Heading into Tuesday night’s game between the Arizona Wildcats and the New Mexico Lobos, there was a lot of talk about how these two teams would be extra juiced for the two schools’ first meeting since 1999.
Well, one school was.
Right from the start, Arizona took it to the Lobos, jumping out to an early 12-0 lead and never looking back en route to a 77-46 blowout win.
It took New Mexico nearly six minutes to record its first points of the game. It also only had one defensive rebound on Arizona’s first six missed shots.
At half, the Wildcats were up 37-16, with every single player chipping in at least three points. On the UNM side, only three players had scored, led by Tim Williams and his eight points.
The second half was more of the same, so here are some takeaways from Arizona’s final non-conference game of the season:
The main reason Arizona was able to dominate this game was the sheer size advantage the Wildcats had, and their ability to exploit it. Obij Aget was not equipped to deal with the athleticism he faced in Dusan Ristic, Lauri Markkanen, Keanu Pinder, and even Chance Comanche.
Comanche had arguably the best night of his Arizona career, putting in a career-high 14 points (perfect 6-of-6 from the floor), grabbing eight boards, and only fouling twice in 23 minutes.
Of course, Markkanen had a productive night, but was off from three-point range (2-8), hindering his scoring just a little bit. His first make from long range came with just over 12 minutes left in the game.
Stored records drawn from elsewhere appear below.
//! Common imports from external crates.

pub use anyhow::{bail, ensure, format_err, Context, Error, Result};
pub use chrono::{DateTime, Local};
pub use futures::{
    future,
    future::FutureExt,
    stream::{self, Stream, StreamExt, TryStreamExt},
};
pub use indexmap::IndexMap;
pub use itertools::{izip, Itertools};
pub use noisy_float::prelude::*;
pub use once_cell::sync::Lazy;
pub use rand::{prelude::*, rngs::StdRng};
pub use regex::Regex;
pub use serde::{Deserialize, Serialize};
pub use std::{
    borrow::{Borrow, Cow},
    collections::HashMap,
    fmt::Debug,
    future::Future,
    io::{self, BufRead, Write},
    num::NonZeroUsize,
    path::{Path, PathBuf},
    pin::Pin,
    sync::Arc,
    time::{Duration, Instant},
};
pub use tch::{
    kind::FLOAT_CPU,
    nn::{self, ModuleT as _, OptimizerConfig as _},
    Device, IndexOp, Kind, Reduction, Tensor,
};
pub use tch_tensor_like::TensorLike;
pub use tfrecord::{EventWriter, EventWriterInit};
pub use tokio::sync::broadcast;
pub use tracing::{debug, info, warn};
pub use xray_ae::{
    dataset::{Batch, DatasetSplit, FileRecord, MuraDataset, TrainValTestSplitter},
    loss::{BceWithLogitsLoss, ReconstructionLoss},
    metrics::{EvaluationMetrics, ScoreAccumulator},
    model::{Chw, ModelInit, ModelSummary},
    processor::PreprocessorInit,
};

pub type Fallible<T> = Result<T, Error>;
use super::{
    autoencoder::{AutoencoderLayout, ConvAutoencoder},
    module::{ConvBn2DInit, DeconvBn2DInit},
    stack::LayerStack,
};
use crate::common::*;

/// The bottleneck autoencoder: the encoder max-pools after every layer but
/// the last and records the argmax indices, the decoder unpools with the
/// same indices in reverse order so the spatial correspondence is kept.
#[derive(Debug, Clone, PartialEq, Eq, Hash, Serialize, Deserialize)]
#[serde(default)]
pub struct BottleneckAutoencoderInit {
    pub encoder: LayerStack,
    pub decoder: LayerStack,
    pub batch_norm: bool,
    pub internal_activation: Activation,
    pub final_activation: Activation,
}

impl Default for BottleneckAutoencoderInit {
    fn default() -> Self {
        Self {
            encoder: LayerStack::new(
                [1, 16, 32, 64, 128, 256],
                [16, 32, 64, 128, 256, 256],
                [3, 4, 4, 4, 4, 1],
                [1, 2, 2, 2, 2, 1],
            ),
            decoder: LayerStack::new(
                [256, 256, 128, 64, 32, 16],
                [256, 128, 64, 32, 16, 1],
                [1, 4, 4, 4, 4, 3],
                [1, 2, 2, 2, 2, 1],
            ),
            batch_norm: true,
            internal_activation: Activation::Relu,
            final_activation: Activation::Logistic,
        }
    }
}

impl BottleneckAutoencoderInit {
    /// Lowers the stack description to per-layer initializers.
    ///
    /// Encoder layers are `conv -> [pool] -> [bn] -> act`, decoder layers are
    /// `deconv -> [unpool] -> [bn] -> act`. Neither the last encoder layer
    /// pools nor the last decoder layer unpools, and the last decoder layer
    /// uses the final activation without batch norm.
    pub fn layout(&self) -> Result<AutoencoderLayout> {
        let Self {
            ref encoder,
            ref decoder,
            batch_norm,
            internal_activation,
            final_activation,
        } = *self;

        encoder.validate("encoder")?;
        decoder.validate("decoder")?;
        ensure!(
            encoder.last_out_channels() == decoder.first_in_channels(),
            "the encoder outputs {:?} channels but the decoder expects {:?}",
            encoder.last_out_channels(),
            decoder.first_in_channels()
        );
        ensure!(
            encoder.len() == decoder.len(),
            "the bottleneck encoder and decoder must have equal depth, but get {} and {}",
            encoder.len(),
            decoder.len()
        );

        let num_layers = encoder.len();

        let encoder_inits = encoder
            .layers()
            .enumerate()
            .map(|(index, layer)| ConvBn2DInit {
                s: layer.s,
                max_pool: index + 1 < num_layers,
                batch_norm,
                activation: internal_activation,
                ..ConvBn2DInit::new(layer.in_c, layer.out_c, layer.k)
            })
            .collect();

        let decoder_inits = decoder
            .layers()
            .enumerate()
            .map(|(index, layer)| {
                let is_last = index + 1 == num_layers;
                DeconvBn2DInit {
                    s: layer.s,
                    max_unpool: !is_last,
                    batch_norm: batch_norm && !is_last,
                    bias: !batch_norm,
                    activation: if is_last {
                        final_activation
                    } else {
                        internal_activation
                    },
                    ..DeconvBn2DInit::new(layer.in_c, layer.out_c, layer.k)
                }
            })
            .collect();

        Ok(AutoencoderLayout {
            encoder: encoder_inits,
            decoder: decoder_inits,
            final_activation: None,
        })
    }

    pub fn build<'p, P>(&self, path: P) -> Result<ConvAutoencoder>
    where
        P: Borrow<nn::Path<'p>>,
    {
        Ok(self.layout()?.build(path))
    }
}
On the rebounding side, it wasn’t even close. At half, Arizona had ten offensive rebounds compared to UNM’s 16 total. In the end, the Wildcats finished with a +19 advantage on the glass. Four Wildcats had 8+ rebounds on the night. Rawle Alkins ended up with a double-double (13 points, 11 rebounds).
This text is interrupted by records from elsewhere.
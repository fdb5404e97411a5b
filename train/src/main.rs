use anyhow::{Context, Result};
use std::{env, path::PathBuf, sync::Arc};
use structopt::StructOpt;
use tracing::{info, info_span, Instrument};
use tracing_subscriber::{filter::LevelFilter, prelude::*, EnvFilter};
use train::config::Config;

#[derive(Debug, Clone, StructOpt)]
/// Train an autoencoder to detect abnormal radiographs
struct Args {
    #[structopt(long, default_value = "train.json5")]
    /// configuration file
    pub config_file: PathBuf,
}

#[tokio::main]
pub async fn main() -> Result<()> {
    // setup tracing
    let fmt_layer = tracing_subscriber::fmt::layer().with_target(true).compact();
    let filter_layer = {
        let filter = EnvFilter::from_default_env();
        if env::var("RUST_LOG").is_err() {
            filter.add_directive(LevelFilter::INFO.into())
        } else {
            filter
        }
    };

    tracing_subscriber::registry()
        .with(filter_layer)
        .with(fmt_layer)
        .init();

    // parse arguments
    let Args { config_file } = Args::from_args();
    let config = Arc::new(
        Config::open(&config_file)
            .with_context(|| format!("failed to load config file '{}'", config_file.display()))?,
    );

    // start training program
    let report = train::start(config).instrument(info_span!("train")).await?;
    for (name, value) in &report.test {
        info!("test {}: {:.5}", name, value);
    }

    Ok(())
}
Heading into this game, I figured UNM’s best chance to win was to draw plenty of fouls, get to the line, and have Arizona’s guards in foul trouble. After all, the Lobos were fifth in the nation in drawing fouls.
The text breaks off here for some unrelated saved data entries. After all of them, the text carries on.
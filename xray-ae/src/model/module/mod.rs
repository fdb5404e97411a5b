//! Layer building blocks of the encoder/decoder stacks.

mod conv_bn_2d;
mod deconv_bn_2d;
mod max_pool_2d;

pub use conv_bn_2d::*;
pub use deconv_bn_2d::*;
pub use max_pool_2d::*;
But the Wildcats only committed four fouls in the first half, resulting in four UNM free throws. If you’re going to beat Arizona, you have to do better than that. UA only committed 11 fouls total on the night, and had 29 free throw attempts compared to the Lobos’ 16.
There was a small group of UNM fans that had their voices heard during the game, shouting “UNM needs a new coach”. They come up to where we were sitting at halftime and didn’t seem pleased that they had traveled to Tucson to watch Craig Neal lead this team to such an obliteration.
Yes, it’s nice that Arizona decided to play New Mexico again. But the Lobos also are at their lowest point in quite sometime as a program, and it seems likely that they’ll be looking for a new coach in the offseason. There are other West Coast rivalries out there to be had (San Diego State, GCU, Saint Mary’s, Gonzaga). UNM is not the end-all, be-all people still living in the 1990s make it out to be.
Arizona is now off for Christmas and done with the non-conference schedule. The Wildcats return to the court Friday, Dec. 30th when they play the California Golden Bears in Berkeley.